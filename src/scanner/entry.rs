use serde::Serialize;
use std::fs;
use std::path::PathBuf;

use super::tree::{Aggregate, FileStat};

/// One row of a scan result: a single file, or a directory rolled up into
/// one aggregated row.
#[derive(Debug, Clone, PartialEq, Eq, Serialize)]
pub struct Entry {
    /// Path relative to the scan root
    pub name: String,

    /// Absolute path of the file or directory
    #[serde(skip)]
    pub path: PathBuf,

    /// True if this row is a directory rollup
    pub is_dir: bool,

    /// Apparent size in bytes (sum of file sizes for a rollup)
    #[serde(rename = "size")]
    pub size_bytes: u64,

    /// Number of files (1 for files, recursive count for rollups)
    pub num_of_files: u64,

    /// Level at which the row was materialized, 0 = direct child of the root
    pub depth: usize,

    /// Access/modify/change times in unix seconds, most recent file for rollups
    pub atime: i64,
    pub mtime: i64,
    pub ctime: i64,

    /// Files this row stands for. Only used when deleting.
    #[serde(skip)]
    pub underlying_paths: Vec<PathBuf>,
}

impl Entry {
    pub fn file(name: String, path: PathBuf, depth: usize, stat: &FileStat) -> Self {
        Self {
            name,
            underlying_paths: vec![path.clone()],
            path,
            is_dir: false,
            size_bytes: stat.size,
            num_of_files: 1,
            depth,
            atime: stat.atime,
            mtime: stat.mtime,
            ctime: stat.ctime,
        }
    }

    pub fn rollup(
        name: String,
        path: PathBuf,
        depth: usize,
        aggregate: &Aggregate,
        own: &FileStat,
        underlying_paths: Vec<PathBuf>,
    ) -> Self {
        let (atime, mtime, ctime) = aggregate.times_or(own);
        Self {
            name,
            path,
            is_dir: true,
            size_bytes: aggregate.size,
            num_of_files: aggregate.files,
            depth,
            atime,
            mtime,
            ctime,
            underlying_paths,
        }
    }

    /// Build a fresh row from whatever is still on disk.
    ///
    /// Returns `None` once nothing this row stood for exists anymore.
    pub fn rederive(&self) -> Option<Entry> {
        if self.underlying_paths.is_empty() {
            // Empty directory rollup: it survives as long as the directory does.
            return fs::symlink_metadata(&self.path).ok().map(|_| self.clone());
        }

        let mut aggregate = Aggregate::default();
        let mut remaining = Vec::new();
        for path in &self.underlying_paths {
            if let Ok(metadata) = fs::symlink_metadata(path) {
                aggregate.add_file(&FileStat::from_metadata(&metadata));
                remaining.push(path.clone());
            }
        }

        if remaining.is_empty() {
            return None;
        }

        let own = FileStat {
            size: 0,
            atime: self.atime,
            mtime: self.mtime,
            ctime: self.ctime,
        };
        let (atime, mtime, ctime) = aggregate.times_or(&own);

        Some(Entry {
            name: self.name.clone(),
            path: self.path.clone(),
            is_dir: self.is_dir,
            size_bytes: aggregate.size,
            num_of_files: aggregate.files,
            depth: self.depth,
            atime,
            mtime,
            ctime,
            underlying_paths: remaining,
        })
    }
}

----------------

Among the records above, find each line holding "depth" and list it.

TASK ANSWER →
    pub depth: usize,
    pub fn file(name: String, path: PathBuf, depth: usize, stat: &FileStat) -> Self {
            depth,
        depth: usize,
            depth,
            depth: self.depth,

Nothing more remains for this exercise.